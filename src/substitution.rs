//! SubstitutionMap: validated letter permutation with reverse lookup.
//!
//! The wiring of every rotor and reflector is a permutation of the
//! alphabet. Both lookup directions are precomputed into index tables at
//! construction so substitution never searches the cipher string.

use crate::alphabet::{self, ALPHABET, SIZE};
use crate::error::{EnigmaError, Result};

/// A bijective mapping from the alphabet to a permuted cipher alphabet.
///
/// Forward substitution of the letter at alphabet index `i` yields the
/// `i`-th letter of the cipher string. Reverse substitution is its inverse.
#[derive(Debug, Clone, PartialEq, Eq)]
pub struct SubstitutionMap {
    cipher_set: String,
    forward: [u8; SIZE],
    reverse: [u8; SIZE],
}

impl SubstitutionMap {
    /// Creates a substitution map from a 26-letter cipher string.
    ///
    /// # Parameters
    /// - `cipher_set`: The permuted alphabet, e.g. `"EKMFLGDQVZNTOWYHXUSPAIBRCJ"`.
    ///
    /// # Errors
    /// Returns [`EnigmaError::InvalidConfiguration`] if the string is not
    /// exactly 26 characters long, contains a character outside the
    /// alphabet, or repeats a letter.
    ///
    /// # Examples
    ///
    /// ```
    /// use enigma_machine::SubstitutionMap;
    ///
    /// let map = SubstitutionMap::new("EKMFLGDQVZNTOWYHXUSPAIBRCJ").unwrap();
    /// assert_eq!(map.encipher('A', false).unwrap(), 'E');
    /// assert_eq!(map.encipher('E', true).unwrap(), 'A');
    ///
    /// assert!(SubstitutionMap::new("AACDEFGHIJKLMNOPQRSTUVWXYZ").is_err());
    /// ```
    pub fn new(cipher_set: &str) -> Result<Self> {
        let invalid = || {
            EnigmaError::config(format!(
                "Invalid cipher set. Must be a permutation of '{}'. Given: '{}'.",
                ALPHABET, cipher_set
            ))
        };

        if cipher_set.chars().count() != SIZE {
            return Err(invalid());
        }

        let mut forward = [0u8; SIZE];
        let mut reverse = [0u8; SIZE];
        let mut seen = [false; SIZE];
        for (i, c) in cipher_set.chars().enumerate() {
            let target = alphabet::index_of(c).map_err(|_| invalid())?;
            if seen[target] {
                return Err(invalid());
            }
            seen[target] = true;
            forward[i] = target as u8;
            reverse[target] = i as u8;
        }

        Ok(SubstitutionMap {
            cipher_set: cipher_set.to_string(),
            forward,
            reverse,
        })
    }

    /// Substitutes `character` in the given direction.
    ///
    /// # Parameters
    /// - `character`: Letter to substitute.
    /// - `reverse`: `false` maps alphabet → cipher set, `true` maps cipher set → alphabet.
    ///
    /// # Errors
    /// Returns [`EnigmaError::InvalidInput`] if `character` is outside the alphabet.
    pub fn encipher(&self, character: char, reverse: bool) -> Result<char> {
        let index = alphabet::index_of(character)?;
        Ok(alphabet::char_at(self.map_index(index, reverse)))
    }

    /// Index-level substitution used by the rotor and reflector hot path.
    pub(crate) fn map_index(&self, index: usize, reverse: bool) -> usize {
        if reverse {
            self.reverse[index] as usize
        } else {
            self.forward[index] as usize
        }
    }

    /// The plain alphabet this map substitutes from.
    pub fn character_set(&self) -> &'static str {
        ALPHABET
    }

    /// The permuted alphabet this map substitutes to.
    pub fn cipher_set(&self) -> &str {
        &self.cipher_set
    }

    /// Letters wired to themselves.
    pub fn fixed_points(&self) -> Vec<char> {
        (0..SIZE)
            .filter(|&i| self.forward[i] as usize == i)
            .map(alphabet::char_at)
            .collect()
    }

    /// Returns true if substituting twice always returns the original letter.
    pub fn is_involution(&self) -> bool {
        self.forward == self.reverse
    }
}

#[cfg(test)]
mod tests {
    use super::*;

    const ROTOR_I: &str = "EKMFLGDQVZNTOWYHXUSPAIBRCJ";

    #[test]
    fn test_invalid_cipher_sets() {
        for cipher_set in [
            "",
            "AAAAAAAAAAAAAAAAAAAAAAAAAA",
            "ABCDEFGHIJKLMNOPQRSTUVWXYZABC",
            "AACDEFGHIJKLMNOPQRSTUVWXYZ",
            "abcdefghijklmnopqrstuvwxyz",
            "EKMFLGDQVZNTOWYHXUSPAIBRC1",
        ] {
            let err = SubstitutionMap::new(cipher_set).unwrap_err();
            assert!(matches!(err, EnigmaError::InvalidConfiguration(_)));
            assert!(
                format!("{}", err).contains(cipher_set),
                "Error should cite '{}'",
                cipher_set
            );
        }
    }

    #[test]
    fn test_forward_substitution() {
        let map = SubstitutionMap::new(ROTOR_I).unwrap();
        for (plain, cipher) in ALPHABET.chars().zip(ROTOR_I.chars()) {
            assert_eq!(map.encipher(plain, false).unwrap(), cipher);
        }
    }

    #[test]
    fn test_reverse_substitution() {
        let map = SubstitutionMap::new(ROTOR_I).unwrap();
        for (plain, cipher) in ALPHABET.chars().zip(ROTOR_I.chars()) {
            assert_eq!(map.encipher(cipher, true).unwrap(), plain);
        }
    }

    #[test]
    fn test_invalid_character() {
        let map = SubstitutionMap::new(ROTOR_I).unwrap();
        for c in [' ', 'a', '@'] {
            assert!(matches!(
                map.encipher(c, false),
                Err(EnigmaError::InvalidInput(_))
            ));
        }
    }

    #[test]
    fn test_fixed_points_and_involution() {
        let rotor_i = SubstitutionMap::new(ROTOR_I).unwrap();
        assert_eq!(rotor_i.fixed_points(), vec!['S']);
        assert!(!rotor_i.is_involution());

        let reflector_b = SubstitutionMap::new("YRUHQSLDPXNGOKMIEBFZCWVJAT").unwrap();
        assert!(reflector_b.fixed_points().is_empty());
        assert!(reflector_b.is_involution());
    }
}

- [Work order]: Look over the material above and show each line where "encipher" appears.

- [Answer to the problem]:
    /// assert_eq!(map.encipher('A', false).unwrap(), 'E');
    /// assert_eq!(map.encipher('E', true).unwrap(), 'A');
    pub fn encipher(&self, character: char, reverse: bool) -> Result<char> {
            assert_eq!(map.encipher(plain, false).unwrap(), cipher);
            assert_eq!(map.encipher(cipher, true).unwrap(), plain);
                map.encipher(c, false),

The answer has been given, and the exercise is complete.